Starting point is 00:22:25 Every step the assistant takes is visible so you can refine, redirect, or take over at any time. You stay in the driver's seat as the creative director. Adobe Firefly AI assistant now in public beta. See it today at firefly.adobie.com. I want to talk a little bit more about this kind of internal case study that you've had of asking your board members, you know, some heavy hitters there, you know, to essentially use AI, you know, as part of their day to day, using it as a thought partner. A year in, I think what have you learned? I mean, you gave us some great stats there. I love that in terms of, you know, 93%, I think you said, 90%.
Starting point is 00:23:10 So what have you learned and how have even these people's mindsets on AI in large language models to be a high-level thinking partner? How has that changed after a year? Yeah, I don't know. You know, I don't know how my board thinks about it specifically.
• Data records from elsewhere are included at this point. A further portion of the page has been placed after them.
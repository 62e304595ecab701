use crate::catalog::Champion;
use serde::{Deserialize, Serialize};
use std::collections::HashSet;
use std::fmt;

#[derive(Debug, Clone, Copy, PartialEq, Eq, Hash, Serialize, Deserialize)]
#[serde(rename_all = "lowercase")]
pub enum Team {
    Blue,
    Red,
}

impl Team {
    pub fn opponent(self) -> Team {
        match self {
            Team::Blue => Team::Red,
            Team::Red => Team::Blue,
        }
    }
}

impl fmt::Display for Team {
    fn fmt(&self, f: &mut fmt::Formatter<'_>) -> fmt::Result {
        match self {
            Team::Blue => write!(f, "blue"),
            Team::Red => write!(f, "red"),
        }
    }
}

#[derive(Debug, Clone, Copy, PartialEq, Eq, Hash, Serialize, Deserialize)]
#[serde(rename_all = "lowercase")]
pub enum SlotKind {
    Pick,
    Ban,
}

impl fmt::Display for SlotKind {
    fn fmt(&self, f: &mut fmt::Formatter<'_>) -> fmt::Result {
        match self {
            SlotKind::Pick => write!(f, "pick"),
            SlotKind::Ban => write!(f, "ban"),
        }
    }
}

/// Turn order of a standard tournament draft.
#[derive(Debug, Clone, Copy, PartialEq, Eq, Hash, Serialize, Deserialize)]
pub enum DraftPhase {
    BlueBan1,
    RedBan1,
    BlueBan2,
    RedBan2,
    BlueBan3,
    RedBan3,
    BluePick1,
    RedPick1,
    RedPick2,
    BluePick2,
    BluePick3,
    RedPick3,
    RedBan4,
    BlueBan4,
    RedBan5,
    BlueBan5,
    RedPick4,
    BluePick4,
    BluePick5,
    RedPick5,
    Complete,
}

impl DraftPhase {
    /// Every phase that owns a slot, in draft order. `Complete` is excluded.
    pub const ORDER: [DraftPhase; 20] = [
        DraftPhase::BlueBan1,
        DraftPhase::RedBan1,
        DraftPhase::BlueBan2,
        DraftPhase::RedBan2,
        DraftPhase::BlueBan3,
        DraftPhase::RedBan3,
        DraftPhase::BluePick1,
        DraftPhase::RedPick1,
        DraftPhase::RedPick2,
        DraftPhase::BluePick2,
        DraftPhase::BluePick3,
        DraftPhase::RedPick3,
        DraftPhase::RedBan4,
        DraftPhase::BlueBan4,
        DraftPhase::RedBan5,
        DraftPhase::BlueBan5,
        DraftPhase::RedPick4,
        DraftPhase::BluePick4,
        DraftPhase::BluePick5,
        DraftPhase::RedPick5,
    ];

    /// Owning team and action, or `None` for `Complete`.
    pub fn turn(self) -> Option<(Team, SlotKind)> {
        use DraftPhase::*;
        let turn = match self {
            BlueBan1 | BlueBan2 | BlueBan3 | BlueBan4 | BlueBan5 => (Team::Blue, SlotKind::Ban),
            RedBan1 | RedBan2 | RedBan3 | RedBan4 | RedBan5 => (Team::Red, SlotKind::Ban),
            BluePick1 | BluePick2 | BluePick3 | BluePick4 | BluePick5 => (Team::Blue, SlotKind::Pick),
            RedPick1 | RedPick2 | RedPick3 | RedPick4 | RedPick5 => (Team::Red, SlotKind::Pick),
            Complete => return None,
        };
        Some(turn)
    }
}

#[derive(Debug, Clone, PartialEq)]
pub struct DraftSlot {
    pub phase: DraftPhase,
    pub team: Team,
    pub kind: SlotKind,
    pub champion: Option<Champion>,
    pub is_active: bool,
}

impl DraftSlot {
    pub fn new(phase: DraftPhase, team: Team, kind: SlotKind) -> Self {
        DraftSlot {
            phase,
            team,
            kind,
            champion: None,
            is_active: false,
        }
    }

    pub fn is_filled(&self) -> bool {
        self.champion.is_some()
    }
}

#[derive(Debug, Clone, PartialEq)]
pub struct DraftState {
    pub slots: Vec<DraftSlot>,
}

impl DraftState {
    /// Fresh 20-slot draft: 10 bans and 10 picks in tournament order.
    pub fn standard() -> Self {
        let slots = DraftPhase::ORDER
            .iter()
            .filter_map(|&phase| {
                phase
                    .turn()
                    .map(|(team, kind)| DraftSlot::new(phase, team, kind))
            })
            .collect();
        DraftState { slots }
    }

    /// Filled picks for one team, in slot order.
    pub fn picks(&self, team: Team) -> Vec<&Champion> {
        self.filled(team, SlotKind::Pick)
    }

    pub fn bans(&self, team: Team) -> Vec<&Champion> {
        self.filled(team, SlotKind::Ban)
    }

    fn filled(&self, team: Team, kind: SlotKind) -> Vec<&Champion> {
        self.slots
            .iter()
            .filter(|s| s.team == team && s.kind == kind)
            .filter_map(|s| s.champion.as_ref())
            .collect()
    }

    /// Ids of every champion sitting in a filled slot, picks and bans alike.
    pub fn used_ids(&self) -> HashSet<&str> {
        self.slots
            .iter()
            .filter_map(|s| s.champion.as_ref())
            .map(|c| c.id.as_str())
            .collect()
    }

    pub fn is_used(&self, id: &str) -> bool {
        self.slots
            .iter()
            .any(|s| s.champion.as_ref().map(|c| c.id == id).unwrap_or(false))
    }

    pub fn active_slot(&self) -> Option<&DraftSlot> {
        self.slots.iter().find(|s| s.is_active)
    }

    pub fn active_index(&self) -> Option<usize> {
        self.slots.iter().position(|s| s.is_active)
    }

    /// First phase whose slot is still empty, or `Complete`.
    pub fn current_phase(&self) -> DraftPhase {
        self.slots
            .iter()
            .find(|s| !s.is_filled())
            .map(|s| s.phase)
            .unwrap_or(DraftPhase::Complete)
    }

    pub fn filled_count(&self) -> usize {
        self.slots.iter().filter(|s| s.is_filled()).count()
    }
}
It's a great question. How I think about it. And I think in general, I think what happens is we go through this sort of, you know, this shift from, yeah,
Starting point is 00:23:34 Is this useful or is it going to hallucinate or does it really work to, oh, it's actually, first of all, I think we get to this point where we realize it's pretty easy to interact with AI. And it's getting easier with voice and sort of talking to AI. I think that is another unlock, by the way. Get AI on your phone and start, you know, obviously GPT4, the iOS app's got, you know, conversations with AI or talk to AI. That's another kind of breakthrough because it feels more natural for people to talk to AI.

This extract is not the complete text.